Q: What about the argument that taxing marijuana will provide fiscally strapped cities and states with much-needed revenue?

Humphreys: I am not sympathetic with that argument, either on the values front or on just straight economics. If as a society we’ve decided that if it makes revenue we’re for it, why are we wasting time with cannabis? We should be legalizing child pornography and human trafficking. There’s lots of awful things that raise money, and that doesn’t make them right. The idea that we can make a buck here, and therefore it’s the right thing to do for kids in California … I think that’s morally bankrupt.

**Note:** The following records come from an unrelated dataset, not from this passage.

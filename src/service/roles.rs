use super::DeleteOutcome;
use crate::error::StoreError;
use crate::model::{CreatedRole, Role};
use crate::sql::SqlParam;
use serde_json::Value;
use crate::store::{self, Database};

/// MySQL ER_ROW_IS_REFERENCED_2: delete blocked by a foreign key.
const ER_ROW_IS_REFERENCED: u16 = 1451;

pub struct RoleService;

impl RoleService {
    pub async fn create(db: &Database, name: Value) -> Result<CreatedRole, StoreError> {
        let outcome = db
            .execute("INSERT INTO roles (name) VALUES (?)", &[SqlParam::from_json(&name)])
            .await?;
        Ok(CreatedRole {
            id: outcome.inserted_id()?,
            name,
        })
    }

    pub async fn list(db: &Database) -> Result<Vec<Role>, StoreError> {
        db.fetch_all("SELECT id, name FROM roles", &[]).await
    }

    /// Delete a role that no user references.
    ///
    /// The existence check, the reference count and the delete run in one transaction with the
    /// role row locked, so a user cannot be attached to the role between the check and the delete.
    /// The foreign key on `users.role_id` still rejects the delete if that ever happens.
    pub async fn delete(db: &Database, id: i64) -> Result<DeleteOutcome<Role>, StoreError> {
        let mut tx = db.begin().await?;

        let role: Option<Role> = store::fetch_optional(
            &mut *tx,
            "SELECT id, name FROM roles WHERE id = ? FOR UPDATE",
            &[id.into()],
        )
        .await?;
        let Some(role) = role else {
            return Ok(DeleteOutcome::NotFound);
        };

        let users = count_users(&mut tx, id).await?;
        if users > 0 {
            return Ok(DeleteOutcome::InUse(users));
        }

        let deleted = match store::execute(&mut *tx, "DELETE FROM roles WHERE id = ?", &[id.into()]).await {
            Ok(outcome) => outcome,
            Err(e) if e.mysql_code() == Some(ER_ROW_IS_REFERENCED) => {
                let users = count_users(&mut tx, id).await?;
                return Ok(DeleteOutcome::InUse(users.max(1)));
            }
            Err(e) => return Err(e),
        };
        if deleted.rows_affected == 0 {
            return Ok(DeleteOutcome::NothingDeleted);
        }

        tx.commit().await?;
        Ok(DeleteOutcome::Deleted(role))
    }
}

async fn count_users(tx: &mut sqlx::MySqlConnection, role_id: i64) -> Result<i64, StoreError> {
    store::fetch_scalar(tx, "SELECT COUNT(*) FROM users WHERE role_id = ?", &[role_id.into()]).await
}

I really get tired of these jerks/liars who act like the whole tax revenue argument has been made in a vacuum. Nobody who supports legalization has ever said that tax revenue is the only reason to legalize, and it’s disingenuous to say the least to make that implication. And to compare it to child pornography and human trafficking? Now that’s morally bankrupt. It’s also intellectually dishonest, and seeing a professor make such a statement offends the educator in me.

But then again, he’s being paid to be… disingenuous. According to his bio at Stanford:

He is currently on leave from Stanford while he serves as Senior Policy Advisor at the White House Office of National Drug Control Policy.

Update: It appears now that his bio is out of date. He apparently has returned to Stanford. So that eliminates that excuse.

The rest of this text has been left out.